Should the word "Referenced" occur in a line of the records, copy that line.

[DATASET RECORDS — start]

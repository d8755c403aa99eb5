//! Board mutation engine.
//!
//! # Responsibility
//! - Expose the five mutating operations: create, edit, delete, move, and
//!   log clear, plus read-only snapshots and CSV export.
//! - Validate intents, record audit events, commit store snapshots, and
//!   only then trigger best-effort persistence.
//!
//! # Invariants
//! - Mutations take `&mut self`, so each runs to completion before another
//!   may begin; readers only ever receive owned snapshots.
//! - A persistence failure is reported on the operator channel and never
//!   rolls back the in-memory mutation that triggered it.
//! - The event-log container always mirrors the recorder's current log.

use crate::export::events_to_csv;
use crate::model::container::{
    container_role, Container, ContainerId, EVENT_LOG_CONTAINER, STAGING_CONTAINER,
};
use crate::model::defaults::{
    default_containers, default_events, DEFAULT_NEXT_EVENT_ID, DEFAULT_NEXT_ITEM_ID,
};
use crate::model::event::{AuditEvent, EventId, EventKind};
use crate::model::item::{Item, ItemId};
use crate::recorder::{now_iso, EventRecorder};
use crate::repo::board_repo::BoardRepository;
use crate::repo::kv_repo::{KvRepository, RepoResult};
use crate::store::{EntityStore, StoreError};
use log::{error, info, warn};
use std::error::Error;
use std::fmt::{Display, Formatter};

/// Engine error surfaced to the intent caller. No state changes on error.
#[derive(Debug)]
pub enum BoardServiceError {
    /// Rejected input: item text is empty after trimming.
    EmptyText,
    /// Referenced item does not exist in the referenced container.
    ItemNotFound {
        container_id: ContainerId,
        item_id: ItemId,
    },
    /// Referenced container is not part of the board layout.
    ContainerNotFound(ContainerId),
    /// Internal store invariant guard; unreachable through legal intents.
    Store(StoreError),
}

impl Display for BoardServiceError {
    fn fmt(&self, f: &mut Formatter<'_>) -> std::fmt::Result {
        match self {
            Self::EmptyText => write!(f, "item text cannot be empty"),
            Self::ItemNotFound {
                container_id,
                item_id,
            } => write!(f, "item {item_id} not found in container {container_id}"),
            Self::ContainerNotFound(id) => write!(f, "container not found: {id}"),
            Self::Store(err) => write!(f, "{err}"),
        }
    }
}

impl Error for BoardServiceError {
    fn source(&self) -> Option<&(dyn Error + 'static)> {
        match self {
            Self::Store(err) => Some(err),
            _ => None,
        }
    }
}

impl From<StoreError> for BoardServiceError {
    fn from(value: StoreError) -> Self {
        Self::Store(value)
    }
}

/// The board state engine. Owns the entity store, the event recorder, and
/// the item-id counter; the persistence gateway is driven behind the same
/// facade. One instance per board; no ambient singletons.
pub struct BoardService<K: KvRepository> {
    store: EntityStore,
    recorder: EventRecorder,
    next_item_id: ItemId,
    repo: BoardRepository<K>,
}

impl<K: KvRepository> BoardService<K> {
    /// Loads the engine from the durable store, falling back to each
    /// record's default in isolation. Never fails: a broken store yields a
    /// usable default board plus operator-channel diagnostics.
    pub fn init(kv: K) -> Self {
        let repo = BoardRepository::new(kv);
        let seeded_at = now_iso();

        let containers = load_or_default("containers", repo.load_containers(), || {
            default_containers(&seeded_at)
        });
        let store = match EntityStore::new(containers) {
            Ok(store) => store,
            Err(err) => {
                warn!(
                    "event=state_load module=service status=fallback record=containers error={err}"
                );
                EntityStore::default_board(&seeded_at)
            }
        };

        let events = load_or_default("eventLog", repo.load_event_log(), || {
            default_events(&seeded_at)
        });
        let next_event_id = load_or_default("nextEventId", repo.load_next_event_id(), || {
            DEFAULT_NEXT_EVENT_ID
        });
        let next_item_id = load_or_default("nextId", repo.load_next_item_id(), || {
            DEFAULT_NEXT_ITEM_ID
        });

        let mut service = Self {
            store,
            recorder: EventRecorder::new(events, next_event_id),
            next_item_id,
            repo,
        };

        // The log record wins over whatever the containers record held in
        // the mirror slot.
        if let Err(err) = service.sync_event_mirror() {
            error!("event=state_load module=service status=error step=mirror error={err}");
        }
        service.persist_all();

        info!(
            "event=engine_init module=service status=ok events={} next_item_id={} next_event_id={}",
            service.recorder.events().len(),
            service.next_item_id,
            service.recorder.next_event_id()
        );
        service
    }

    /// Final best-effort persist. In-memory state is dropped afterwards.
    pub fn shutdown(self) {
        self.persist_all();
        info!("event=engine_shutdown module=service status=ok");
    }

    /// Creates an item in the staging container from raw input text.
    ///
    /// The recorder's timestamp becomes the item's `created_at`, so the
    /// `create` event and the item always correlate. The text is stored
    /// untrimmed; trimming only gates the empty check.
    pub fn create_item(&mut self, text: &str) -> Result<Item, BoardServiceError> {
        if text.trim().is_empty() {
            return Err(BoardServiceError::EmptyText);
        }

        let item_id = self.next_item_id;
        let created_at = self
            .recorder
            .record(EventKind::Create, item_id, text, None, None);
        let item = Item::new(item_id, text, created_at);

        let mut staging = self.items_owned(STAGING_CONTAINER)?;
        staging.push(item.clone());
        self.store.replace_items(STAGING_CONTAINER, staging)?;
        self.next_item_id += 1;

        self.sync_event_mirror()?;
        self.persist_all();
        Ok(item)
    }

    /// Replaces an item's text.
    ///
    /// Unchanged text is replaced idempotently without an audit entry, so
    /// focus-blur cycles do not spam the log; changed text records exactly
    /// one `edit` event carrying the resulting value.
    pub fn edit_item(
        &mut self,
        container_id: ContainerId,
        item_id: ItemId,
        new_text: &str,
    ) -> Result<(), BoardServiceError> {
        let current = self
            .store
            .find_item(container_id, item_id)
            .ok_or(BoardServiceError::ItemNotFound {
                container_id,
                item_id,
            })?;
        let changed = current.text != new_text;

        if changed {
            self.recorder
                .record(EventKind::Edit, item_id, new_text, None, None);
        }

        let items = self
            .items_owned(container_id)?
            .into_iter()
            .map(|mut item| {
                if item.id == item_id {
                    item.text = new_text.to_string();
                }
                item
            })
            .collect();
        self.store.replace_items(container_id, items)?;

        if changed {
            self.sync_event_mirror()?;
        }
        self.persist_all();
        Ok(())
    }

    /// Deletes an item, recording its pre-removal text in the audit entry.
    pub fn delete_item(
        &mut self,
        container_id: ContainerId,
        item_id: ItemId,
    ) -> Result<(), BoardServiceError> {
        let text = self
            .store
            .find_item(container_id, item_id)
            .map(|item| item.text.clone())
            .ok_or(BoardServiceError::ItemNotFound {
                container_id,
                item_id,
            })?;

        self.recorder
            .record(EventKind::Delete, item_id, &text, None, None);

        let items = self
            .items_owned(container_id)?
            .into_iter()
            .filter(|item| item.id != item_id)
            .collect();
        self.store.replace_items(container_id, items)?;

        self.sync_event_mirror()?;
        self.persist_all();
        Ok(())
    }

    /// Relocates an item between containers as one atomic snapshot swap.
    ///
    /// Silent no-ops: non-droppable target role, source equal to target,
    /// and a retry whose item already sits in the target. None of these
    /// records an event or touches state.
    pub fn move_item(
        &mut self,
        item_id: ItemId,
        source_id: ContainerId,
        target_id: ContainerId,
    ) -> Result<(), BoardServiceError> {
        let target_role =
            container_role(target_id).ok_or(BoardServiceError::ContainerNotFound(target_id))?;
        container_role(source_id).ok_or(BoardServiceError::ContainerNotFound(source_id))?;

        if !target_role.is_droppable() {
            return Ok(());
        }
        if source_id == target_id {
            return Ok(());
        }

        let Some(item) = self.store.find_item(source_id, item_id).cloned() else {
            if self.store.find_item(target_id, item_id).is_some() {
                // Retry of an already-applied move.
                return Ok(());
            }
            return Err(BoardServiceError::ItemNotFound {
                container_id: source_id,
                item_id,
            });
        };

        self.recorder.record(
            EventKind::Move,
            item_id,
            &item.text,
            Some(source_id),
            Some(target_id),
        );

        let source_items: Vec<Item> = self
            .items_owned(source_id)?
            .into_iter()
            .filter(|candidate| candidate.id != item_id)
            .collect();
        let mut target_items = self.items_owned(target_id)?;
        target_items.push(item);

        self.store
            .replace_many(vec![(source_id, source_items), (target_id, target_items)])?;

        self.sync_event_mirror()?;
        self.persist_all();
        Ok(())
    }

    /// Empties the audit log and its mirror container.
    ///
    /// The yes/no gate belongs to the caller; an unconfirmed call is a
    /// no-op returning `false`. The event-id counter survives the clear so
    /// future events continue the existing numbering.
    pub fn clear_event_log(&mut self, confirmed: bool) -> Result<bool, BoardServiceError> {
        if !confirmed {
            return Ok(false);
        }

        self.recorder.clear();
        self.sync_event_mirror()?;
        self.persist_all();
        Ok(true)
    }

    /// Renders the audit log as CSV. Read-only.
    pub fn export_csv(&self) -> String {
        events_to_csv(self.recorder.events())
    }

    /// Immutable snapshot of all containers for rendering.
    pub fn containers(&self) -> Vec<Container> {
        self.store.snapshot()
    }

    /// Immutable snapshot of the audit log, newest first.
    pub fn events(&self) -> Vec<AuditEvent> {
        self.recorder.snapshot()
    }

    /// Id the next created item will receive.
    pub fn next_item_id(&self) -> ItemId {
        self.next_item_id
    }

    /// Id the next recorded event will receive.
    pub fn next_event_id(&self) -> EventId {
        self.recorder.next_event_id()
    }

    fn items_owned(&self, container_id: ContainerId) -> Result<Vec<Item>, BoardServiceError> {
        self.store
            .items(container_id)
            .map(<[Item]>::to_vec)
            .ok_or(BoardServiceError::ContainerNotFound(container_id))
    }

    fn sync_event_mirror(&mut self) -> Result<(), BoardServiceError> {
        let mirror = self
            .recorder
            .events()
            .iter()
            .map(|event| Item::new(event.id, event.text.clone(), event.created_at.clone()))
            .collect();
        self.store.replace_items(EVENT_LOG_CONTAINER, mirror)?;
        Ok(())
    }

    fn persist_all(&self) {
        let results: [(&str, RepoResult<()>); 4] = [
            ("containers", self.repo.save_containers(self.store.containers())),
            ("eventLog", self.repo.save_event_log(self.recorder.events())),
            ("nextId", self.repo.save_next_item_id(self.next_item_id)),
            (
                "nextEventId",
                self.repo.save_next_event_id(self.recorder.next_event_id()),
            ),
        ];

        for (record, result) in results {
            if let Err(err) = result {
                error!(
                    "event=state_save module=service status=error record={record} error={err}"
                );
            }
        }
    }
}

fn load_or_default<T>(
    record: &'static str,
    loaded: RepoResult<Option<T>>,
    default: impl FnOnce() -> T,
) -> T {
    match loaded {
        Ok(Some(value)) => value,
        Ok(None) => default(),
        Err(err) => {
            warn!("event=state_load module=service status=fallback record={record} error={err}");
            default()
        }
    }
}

[DATASET RECORDS — finish]

SOLUTION BELOW:
    /// Referenced item does not exist in the referenced container.
    /// Referenced container is not part of the board layout.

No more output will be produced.